### [Dataset records]
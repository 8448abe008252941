//! Tracked observations as delivered by the upstream detector/tracker.
//!
//! `RawObservation` and `TrackedFrame` mirror the wire shape (float box,
//! optional integer id, free-form label). `Observation` is the validated form
//! the counting core consumes.

use serde::{Deserialize, Serialize};

use crate::geometry::{BoundingBox, GeometryError};

/// Identity token supplied by the tracker.
///
/// Trackers that lose an object report `-1` (or no id at all); both map to
/// `Unknown`.
#[derive(Clone, Copy, Debug, PartialEq, Eq, Hash, Serialize, Deserialize)]
#[serde(from = "Option<i64>", into = "Option<i64>")]
pub enum Identity {
    Tracked(i64),
    Unknown,
}

impl Identity {
    pub const SENTINEL: i64 = -1;

    pub fn is_unknown(&self) -> bool {
        matches!(self, Self::Unknown)
    }
}

impl From<i64> for Identity {
    fn from(raw: i64) -> Self {
        if raw < 0 {
            Self::Unknown
        } else {
            Self::Tracked(raw)
        }
    }
}

impl From<Option<i64>> for Identity {
    fn from(raw: Option<i64>) -> Self {
        raw.map(Identity::from).unwrap_or(Self::Unknown)
    }
}

impl From<Identity> for Option<i64> {
    fn from(identity: Identity) -> Self {
        match identity {
            Identity::Tracked(id) => Some(id),
            Identity::Unknown => None,
        }
    }
}

impl std::fmt::Display for Identity {
    fn fmt(&self, f: &mut std::fmt::Formatter<'_>) -> std::fmt::Result {
        match self {
            Self::Tracked(id) => write!(f, "{}", id),
            Self::Unknown => write!(f, "unknown"),
        }
    }
}

/// One object on one frame, exactly as the tracker reported it.
#[derive(Clone, Debug, Serialize, Deserialize)]
pub struct RawObservation {
    /// `[x1, y1, x2, y2]` in pixels.
    pub bbox: [f64; 4],
    #[serde(default = "unknown_identity")]
    pub id: Identity,
    #[serde(rename = "class")]
    pub class_label: String,
}

fn unknown_identity() -> Identity {
    Identity::Unknown
}

/// All tracker output for a single video frame.
#[derive(Clone, Debug, Default, Serialize, Deserialize)]
pub struct TrackedFrame {
    /// Frame sequence number assigned by the producer, if any.
    #[serde(default)]
    pub frame: Option<u64>,
    #[serde(default)]
    pub objects: Vec<RawObservation>,
}

/// Validated observation.
#[derive(Clone, Debug, PartialEq)]
pub struct Observation {
    pub bbox: BoundingBox,
    pub identity: Identity,
    pub class_label: String,
}

impl Observation {
    pub fn new(bbox: BoundingBox, identity: Identity, class_label: &str) -> Self {
        Self {
            bbox,
            identity,
            class_label: class_label.to_string(),
        }
    }
}

impl TryFrom<&RawObservation> for Observation {
    type Error = GeometryError;

    fn try_from(raw: &RawObservation) -> Result<Self, Self::Error> {
        Ok(Self {
            bbox: BoundingBox::from_f64(raw.bbox)?,
            identity: raw.id,
            class_label: raw.class_label.clone(),
        })
    }
}
impl SyncPipe {
    pub fn new() -> Result<SyncPipe> {
        let (rx, tx) = pipe(libc::O_CLOEXEC).map_err(Error::SyncPipe)?;
        Ok(SyncPipe { rx, tx })
    }

    /// The end the child reads from.
    pub fn ready_fd(&self) -> BorrowedFd<'_> {
        self.rx.as_fd()
    }

    /// The end we write to. The child must not hold on to it.
    pub fn parent_end(&self) -> BorrowedFd<'_> {
        self.tx.as_fd()
    }

    /// Let the child proceed, closing both ends.
    ///
    /// Our read end is closed first, so this fails if the child is no longer listening.
    pub fn release(self) -> Result<()> {
        let SyncPipe { rx, tx } = self;
        drop(rx);
        unsafe { fd_send::<u8>(tx.as_raw_fd(), b'1') }.map_err(Error::SyncPipe)
    }
}

/// Drives a child through creation, ID mapping, release and reaping, forwarding our signals to
/// it in the meantime.
pub struct Reexec<'a> {
    launcher: &'a dyn Launcher,
    identities: &'a dyn IdentityProvider,
    installer: MappingInstaller,
}

impl<'a> Reexec<'a> {
    pub fn new(launcher: &'a dyn Launcher, identities: &'a dyn IdentityProvider) -> Reexec<'a> {
        Reexec {
            launcher,
            identities,
            installer: MappingInstaller::new(),
        }
    }

    /// Replace the installer used to map IDs into the child's namespace.
    pub fn installer(&mut self, installer: MappingInstaller) -> &mut Reexec<'a> {
        self.installer = installer;
        self
    }

    /// Re-execute into a new user namespace, unless `state` says we're already there.
    ///
    /// If a child was re-executed, this returns only once it has exited.
    pub fn run(&self, state: &mut NamespaceState) -> Result<RexecResult> {
        if state.ids().uid == 0 || state.configured().is_some() {
            if state.configured() == Some(Configured::Init) {
                state.mark_configured();
            }
            return Ok(RexecResult::NOT_REEXECUTED);
        }

        let span = span!(Level::DEBUG, "reexec");
        let _span_guard = span.enter();

        let sync = SyncPipe::new()?;
        let pid = self
            .launcher
            .create_in_user_namespace(sync.ready_fd(), sync.parent_end())
            .map_err(Error::Create)?;
        debug!(%pid, "created child");

        // Until the pipe is released the child sits blocked; if we fail before then, it's ours
        // to clean up.
        let proxy = match self.map_ids(state, pid).and_then(|()| {
            SignalProxy::install().map_err(Error::Signals)
        }) {
            Ok(proxy) => proxy,
            Err(err) => {
                drop(sync);
                self.abandon(pid, &err);
                return Err(err);
            }
        };

        std::thread::scope(|s| {
            let proxy = &proxy;
            let launcher = self.launcher;
            let forwarder = s.spawn(move || {
                proxy.forward(|sig| {
                    debug!(%pid, sig, "forwarding signal");
                    if let Err(err) = launcher.signal(pid, sig) {
                        debug!(%pid, sig, %err, "cannot forward signal");
                    }
                })
            });

            let result = match sync.release() {
                Ok(()) => {
                    debug!("released child");
                    self.launcher
                        .wait_in_user_namespace(pid)
                        .map_err(Error::Wait)
                }
                Err(err) => {
                    self.abandon(pid, &err);
                    Err(err)
                }
            };

            proxy.shutdown();
            if forwarder.join().is_err() {
                warn!("signal forwarder panicked");
            }

            let exit_code = result?;
            debug!(exit_code, "child exited");
            Ok(RexecResult {
                re_executed: true,
                exit_code,
            })
        })
    }

    fn map_ids(&self, state: &NamespaceState, pid: libc::pid_t) -> Result<()> {
        let mappings = resolve_mappings(state, self.identities)?;
        let ids = state.ids();
        self.installer.install(pid, ids.uid, ids.gid, &mappings)?;
        Ok(())
    }

    /// Best-effort cleanup of a child we will never release.
    fn abandon(&self, pid: libc::pid_t, err: &Error) {
        warn!(%pid, error = %err, "abandoning child blocked in new user namespace");
        if let Err(err) = self.launcher.signal(pid, libc::SIGKILL) {
            warn!(%pid, %err, "cannot kill abandoned child");
            return;
        }
        if let Err(err) = self.launcher.wait_in_user_namespace(pid) {
            warn!(%pid, %err, "cannot reap abandoned child");
        }
    }
}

### [What is being asked]
Copy each line of the listing above that contains the word "struct".

### [Completed task]
pub struct RawObservation {
pub struct TrackedFrame {
pub struct Observation {
pub struct Reexec<'a> {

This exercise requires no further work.